SETTING 5: Coachingspezifische KI-Chatbots im Coach-Coachee-Dialog

Wie bereits betont, ist das vierte Setting an weitreichende Voraussetzungen gebunden. Es ist deshalb sinnvoll, ihre Nutzung für triadisches KI-Coaching in einen Coach-Coachee-Dialog einzubinden. In diesem werden dann die Erfahrungen besprochen und aufgearbeitet, die die Coachees bei der Nutzung einer coachingspezifischen KI-App als Ratgeber oder als Selbstcoaching-Tool gemacht haben. Auf die gleiche Weise können Coaches ihren Coachees auch die Hausaufgabe geben, die nächste Sitzung mithilfe von KI vorzubereiten. Im Gegensatz zum vierten Setting übernehmen bei dieser Nutzungsmöglichkeit allerdings die Coaches die Verantwortung. Sie müssen begründet entscheiden, an welcher Stelle des Coach-Coachee-Dialogs sie den Bot einsetzen und wie sie die Coachees bei der mentalen Auseinandersetzung mit den Äußerungen des Bots begleiten.

 

SETTING 6: Coachingunspezifische KI-Chatbots im Coach-Coachee-Dialog

Analog zum fünften Setting kann man auch coachingunspezifische KI-Ratgeber in den Coach-Coachee-Dialog integrieren.

 

SETTING 7: Triadisches KI-Coaching mit Textbausteinen und Prompt Repositories

 

Diese Möglichkeiten des triadischen KI-Coachings (d.h. Setting fünf und sechs) lassen sich noch weiterentwickeln, indem man GPT mit Textbausteinen ausstattet, die z.B. coaching-diagnostisches Wissen beinhalten und sicherstellen, dass dieses Wissen zu Anwendung kommt. Zudem kann man die Nutzung dieses Wissens auch situationsspezifisch steuern, indem man im Dialog zwischen Coach und Coachee ein sogenanntes Prompt Repository verwendet. Dabei handelt es sich um eine Sammlung von Prompts, an denen sich Coach und Coachee wie an einer Straßenkarte orientieren können, um zu sehen, wo sie sich in ihrem Prozess momentan befinden und welche Entscheidungsmöglichkeiten sich anbieten 

 

Literatur

Clutterbuck, D. (2022).
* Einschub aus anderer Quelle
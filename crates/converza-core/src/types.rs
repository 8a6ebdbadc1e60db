use serde::{Deserialize, Serialize};
use std::fmt;
use std::str::FromStr;

use crate::amount::Amount;

/// Maximum stored length of matched phrases and product names.
pub const MAX_PHRASE_CHARS: usize = 255;

/// Call ID format: `CALL_<8 uppercase alphanumerics>` for generated data,
/// opaque otherwise.
pub type CallId = String;

/// One call as handed to the transformation engine.
///
/// Identity fields are passed through untouched; only `transcript_text`
/// is analysed.
#[derive(Debug, Clone, Default, Serialize, Deserialize, PartialEq)]
pub struct CallRecord {
    pub call_id: CallId,
    pub agent_name: String,
    pub timestamp: String,
    #[serde(default)]
    pub transcript_text: String,
}

/// A cleaned call as stored in the silver layer.
#[derive(Debug, Clone, Serialize, Deserialize, PartialEq)]
pub struct SilverRecord {
    pub call_id: CallId,
    pub agent_name: String,
    /// Normalized `YYYY-MM-DDTHH:MM:SS`.
    pub call_timestamp: String,
    pub transcript_text: String,
    pub transcript_length: u32,
    pub call_duration_seconds: u32,
}

impl SilverRecord {
    /// The engine input for this call.
    pub fn to_call_record(&self) -> CallRecord {
        CallRecord {
            call_id: self.call_id.clone(),
            agent_name: self.agent_name.clone(),
            timestamp: self.call_timestamp.clone(),
            transcript_text: self.transcript_text.clone(),
        }
    }
}

#[derive(Debug, Clone, Default, Serialize, Deserialize, PartialEq)]
pub struct ConversionResult {
    pub is_conversion: bool,
    #[serde(default, skip_serializing_if = "Option::is_none")]
    pub matched_phrase: Option<String>,
    pub confidence: f64,
}

impl ConversionResult {
    pub fn none() -> Self {
        Self::default()
    }
}

#[derive(Debug, Clone, Default, Serialize, Deserialize, PartialEq)]
pub struct UpsellResult {
    pub has_upsell: bool,
    pub amount: Amount,
    #[serde(default, skip_serializing_if = "Option::is_none")]
    pub product_name: Option<String>,
}

impl UpsellResult {
    pub fn none() -> Self {
        Self::default()
    }
}

#[derive(Debug, Clone, Copy, Default, Serialize, Deserialize, PartialEq, Eq, Hash)]
#[serde(rename_all = "snake_case")]
pub enum SentimentLabel {
    Positive,
    Negative,
    #[default]
    Neutral,
}

impl SentimentLabel {
    pub fn as_str(self) -> &'static str {
        match self {
            SentimentLabel::Positive => "positive",
            SentimentLabel::Negative => "negative",
            SentimentLabel::Neutral => "neutral",
        }
    }
}

impl fmt::Display for SentimentLabel {
    fn fmt(&self, f: &mut fmt::Formatter<'_>) -> fmt::Result {
        f.write_str(self.as_str())
    }
}

#[derive(Debug, Clone, PartialEq, Eq, thiserror::Error)]
#[error("unknown sentiment label: {0}")]
pub struct UnknownSentimentLabel(pub String);

impl FromStr for SentimentLabel {
    type Err = UnknownSentimentLabel;

    fn from_str(s: &str) -> Result<Self, Self::Err> {
        match s.to_ascii_lowercase().as_str() {
            "positive" => Ok(SentimentLabel::Positive),
            "negative" => Ok(SentimentLabel::Negative),
            "neutral" => Ok(SentimentLabel::Neutral),
            _ => Err(UnknownSentimentLabel(s.to_string())),
        }
    }
}

#[derive(Debug, Clone, Serialize, Deserialize, PartialEq)]
pub struct SentimentResult {
    pub label: SentimentLabel,
    pub confidence: f64,
    pub positive_hits: u32,
    pub negative_hits: u32,
}

impl SentimentResult {
    /// Baseline for transcripts without any sentiment-bearing words.
    pub const NEUTRAL_CONFIDENCE: f64 = 0.5;

    pub fn neutral() -> Self {
        Self {
            label: SentimentLabel::Neutral,
            confidence: Self::NEUTRAL_CONFIDENCE,
            positive_hits: 0,
            negative_hits: 0,
        }
    }
}

impl Default for SentimentResult {
    fn default() -> Self {
        Self::neutral()
    }
}

/// Gold-layer row: identity plus the flattened metric results.
#[derive(Debug, Clone, Serialize, Deserialize, PartialEq)]
pub struct EnrichedRecord {
    pub call_id: CallId,
    pub agent_name: String,
    pub call_timestamp: String,
    pub is_conversion: bool,
    #[serde(default)]
    pub conversion_phrase: Option<String>,
    pub conversion_confidence: f64,
    pub upsell_amount: Amount,
    #[serde(default)]
    pub upsell_product: Option<String>,
    pub sentiment: SentimentLabel,
    pub sentiment_confidence: f64,
    pub positive_keywords_count: u32,
    pub negative_keywords_count: u32,
    pub transcript_length: u32,
    pub call_duration_seconds: u32,
}

impl EnrichedRecord {
    /// Assemble a record from identity fields and the three analysis results.
    pub fn from_parts(
        call: &CallRecord,
        conversion: ConversionResult,
        upsell: UpsellResult,
        sentiment: SentimentResult,
        transcript_length: u32,
        call_duration_seconds: u32,
    ) -> Self {
        Self {
            call_id: call.call_id.clone(),
            agent_name: call.agent_name.clone(),
            call_timestamp: call.timestamp.clone(),
            is_conversion: conversion.is_conversion,
            conversion_phrase: conversion.matched_phrase,
            conversion_confidence: conversion.confidence,
            upsell_amount: upsell.amount,
            upsell_product: upsell.product_name,
            sentiment: sentiment.label,
            sentiment_confidence: sentiment.confidence,
            positive_keywords_count: sentiment.positive_hits,
            negative_keywords_count: sentiment.negative_hits,
            transcript_length,
            call_duration_seconds,
        }
    }
}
The Future of AI in Coaching. In: S. Greif, H. Möller, W. Scholl, J. Passmore & F. Müller (Eds.) International Handbook of Evidence-Based Coaching (369-380), Wiesbaden: Springer

Ellis-Brush, K. (2021). Augmenting Coaching Practice through digital methods. In: International Journal of Evidence Based Coaching and Mentoring, pp.187-197. DOI: 10.24384/er2p-4857

Kuhl, J. (2010). Lehrbuch der Persönlichkeitspsychologie. Göttingen u.a.: Hogrefe

Terblanche, N. (2020) 'A design framework to create Artificial Intelligence Coaches'. In: International journal of evidence based coaching and mentoring, 18(2), pp.152-165. DOI: 10.24384/b7gs-3h05.